Одним из первых, кто оценил сделанное и оставил его острое и философское определение, оказался такой же изгнанник, художник и коллекционер князь Сергей Щербатов. Вот как он характеризовал коллегу по цеху и человека: «При виде чисто русской фигуры, впоследствии несколько американизировавшейся, от этого молодца трудно было ожидать столь болезненного, доходящего до визионерства, искусства, тревожащего, интересного, подчас отталкивающего, но всегда талантливого. В этом направлении лучшее и самое значительное, что он сделал, пожалуй, была большая серия композиций на тему братьев Карамазовых. Тут есть проникновение не столько в самого Достоевского, сколько в мир галлюцинаций, человеческого ужаса с несомненной болезненной гениальностью. Я долго внимательно их рассматривал, в столь же фантастической обстановке, какими были фантазии Григорьева, мрачного полутемного парижского кафе, куда Григорьев поздно ночью принес мне тяжелую папку, желая во что бы то ни стало показать мне эту серию и узнать мое мнение….Знаете что сказал я Григорьеву? У вас только Каин во всем, а у Достоевского ведь был и Авель…» (С. Щербатов. Художник в ушедшей России. Нью-Йорк, 1955. С. 327).

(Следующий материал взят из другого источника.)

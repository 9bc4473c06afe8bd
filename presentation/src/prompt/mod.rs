//! Interactive terminal prompts

pub mod confirmation;
//! Hybrid mode control use case.
//!
//! A control owns one hybrid mode setting and drives every change to it:
//!
//! ```text
//! CapabilityProbe::probe()
//!        ↓
//! HybridModeControl::select()  ── MultiState | Binary (fixed for the lifetime)
//!        ↓
//! change(old → new)
//!        ↓
//! HybridModeFeature::write_state(new)
//!        ↓
//! restart required? ── no ──→ refresh
//!        ↓ yes
//! ConfirmationPort::confirm()
//!        ↓
//! RestartPort::restart()  |  refresh (multi-state) / nothing (binary)
//! ```
//!
//! All steps are awaited in order; a control never has two calls to the same
//! port in flight.

mod binary;
mod factory;
mod multi_state;
mod shared;

#[cfg(test)]
mod test_support;

pub use binary::BinaryControl;
pub use factory::HybridModeControlFactory;
pub use multi_state::MultiStateControl;

use crate::ports::capability_probe::ProbeError;
use crate::ports::confirmation::{ConfirmationError, ConfirmationPort};
use crate::ports::hybrid_mode_feature::HybridModeFeature;
use crate::ports::presenter::ModePresenter;
use crate::ports::restart::{RestartError, RestartPort};
use crate::ports::transition_logger::{NoTransitionLogger, TransitionLogger};
use hybridctl_domain::{
    ControlKind, FeatureError, HybridModeState, MachineCapability, TransitionOutcome,
    TransitionRequest,
};
use std::sync::Arc;
use thiserror::Error;

/// Errors that can occur during a transition.
///
/// Classified integrated-GPU failures are not errors: they end as
/// [`TransitionOutcome::Warned`].
#[derive(Error, Debug)]
pub enum TransitionError {
    #[error("{state} is not offered by the {kind} control")]
    UnsupportedState {
        state: HybridModeState,
        kind: ControlKind,
    },

    #[error("Feature error: {0}")]
    Feature(#[from] FeatureError),

    #[error("Confirmation failed: {0}")]
    Confirmation(#[from] ConfirmationError),

    #[error("Restart failed: {0}")]
    Restart(#[from] RestartError),

    #[error("Capability probe failed: {0}")]
    Probe(#[from] ProbeError),
}

/// Collaborators shared by both control kinds.
#[derive(Clone)]
pub struct ControlPorts {
    pub feature: Arc<dyn HybridModeFeature>,
    pub confirmation: Arc<dyn ConfirmationPort>,
    pub restart: Arc<dyn RestartPort>,
    pub presenter: Arc<dyn ModePresenter>,
    pub transition_logger: Arc<dyn TransitionLogger>,
}

impl ControlPorts {
    pub fn new(
        feature: Arc<dyn HybridModeFeature>,
        confirmation: Arc<dyn ConfirmationPort>,
        restart: Arc<dyn RestartPort>,
        presenter: Arc<dyn ModePresenter>,
    ) -> Self {
        Self {
            feature,
            confirmation,
            restart,
            presenter,
            transition_logger: Arc::new(NoTransitionLogger),
        }
    }

    /// Create with a transition journal.
    pub fn with_transition_logger(mut self, logger: Arc<dyn TransitionLogger>) -> Self {
        self.transition_logger = logger;
        self
    }
}

/// The control selected for this machine.
pub enum HybridModeControl {
    MultiState(MultiStateControl),
    Binary(BinaryControl),
}

impl HybridModeControl {
    /// Pick the control for a capability. Pure and total.
    pub fn select(capability: MachineCapability, ports: ControlPorts) -> Self {
        match capability.control_kind() {
            ControlKind::MultiState => HybridModeControl::MultiState(MultiStateControl::new(ports)),
            ControlKind::Binary => HybridModeControl::Binary(BinaryControl::new(ports)),
        }
    }

    pub fn kind(&self) -> ControlKind {
        match self {
            HybridModeControl::MultiState(_) => ControlKind::MultiState,
            HybridModeControl::Binary(_) => ControlKind::Binary,
        }
    }

    /// States a user may request through this control.
    pub fn supported_states(&self) -> &'static [HybridModeState] {
        self.kind().supported_states()
    }

    /// Run one transition with the selected strategy.
    pub async fn change(
        &self,
        request: TransitionRequest,
    ) -> Result<TransitionOutcome, TransitionError> {
        match self {
            HybridModeControl::MultiState(control) => control.change(request).await,
            HybridModeControl::Binary(control) => control.change(request).await,
        }
    }

    /// Re-read the active state and show it.
    pub async fn refresh(&self) -> Result<HybridModeState, TransitionError> {
        match self {
            HybridModeControl::MultiState(control) => control.refresh().await,
            HybridModeControl::Binary(control) => control.refresh().await,
        }
    }
}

Б. Григорьев. Женщина из Бург­де¬Баз. 1920-е. Холст, масло

 

Каждый, кто встречался напрямую с творчеством Григорьева, отмечал громадное мастерство его художественного языка, с помощью которого замыслы и видения воплощались в реальные объекты искусства. Это давало ему возможность самому открывать школы-студии во Франции, давать уроки рисунка и композиции в Америке и даже создавать академические художественные центры. В 1928 году художник по приглашению чилийского правительства отправился в Сантьяго преподавать рисунок и композицию. Некоторые из знакомых с творчеством Григорьева по западным источникам даже утверждают, что Григорьев возглавлял Академию художеств. Вокруг фигуры мастера всегда клубилось множество слухов и легенд. Согласно одной из них, Григорьев вынужден был уйти из Академии в силу своего несносного вздорного характера, согласно другой, его напугали волнения в Сантьяго. Во всяком случае, через некоторое время он снова оказался в Чили, Аргентине и Бразилии, где с присущей ему работоспособностью исполнил несколько сотен зарисовок, в очередной раз заставивших говорить о мастере парижскую публику.

Бурная жизнь художника не способствовала сосредоточению его многочисленных полотен в одном или нескольких собраниях, поэтому демонстрировать творчество Григорьева монографически весьма трудно.

«KGallery», опираясь на опыт знатока русского Серебряного века Т.А. Галеевой, подготовила показ работ блестящего мастера (более 50 произведений). И открывает зрителям значительную и интересную страницу русского и зарубежного искусства.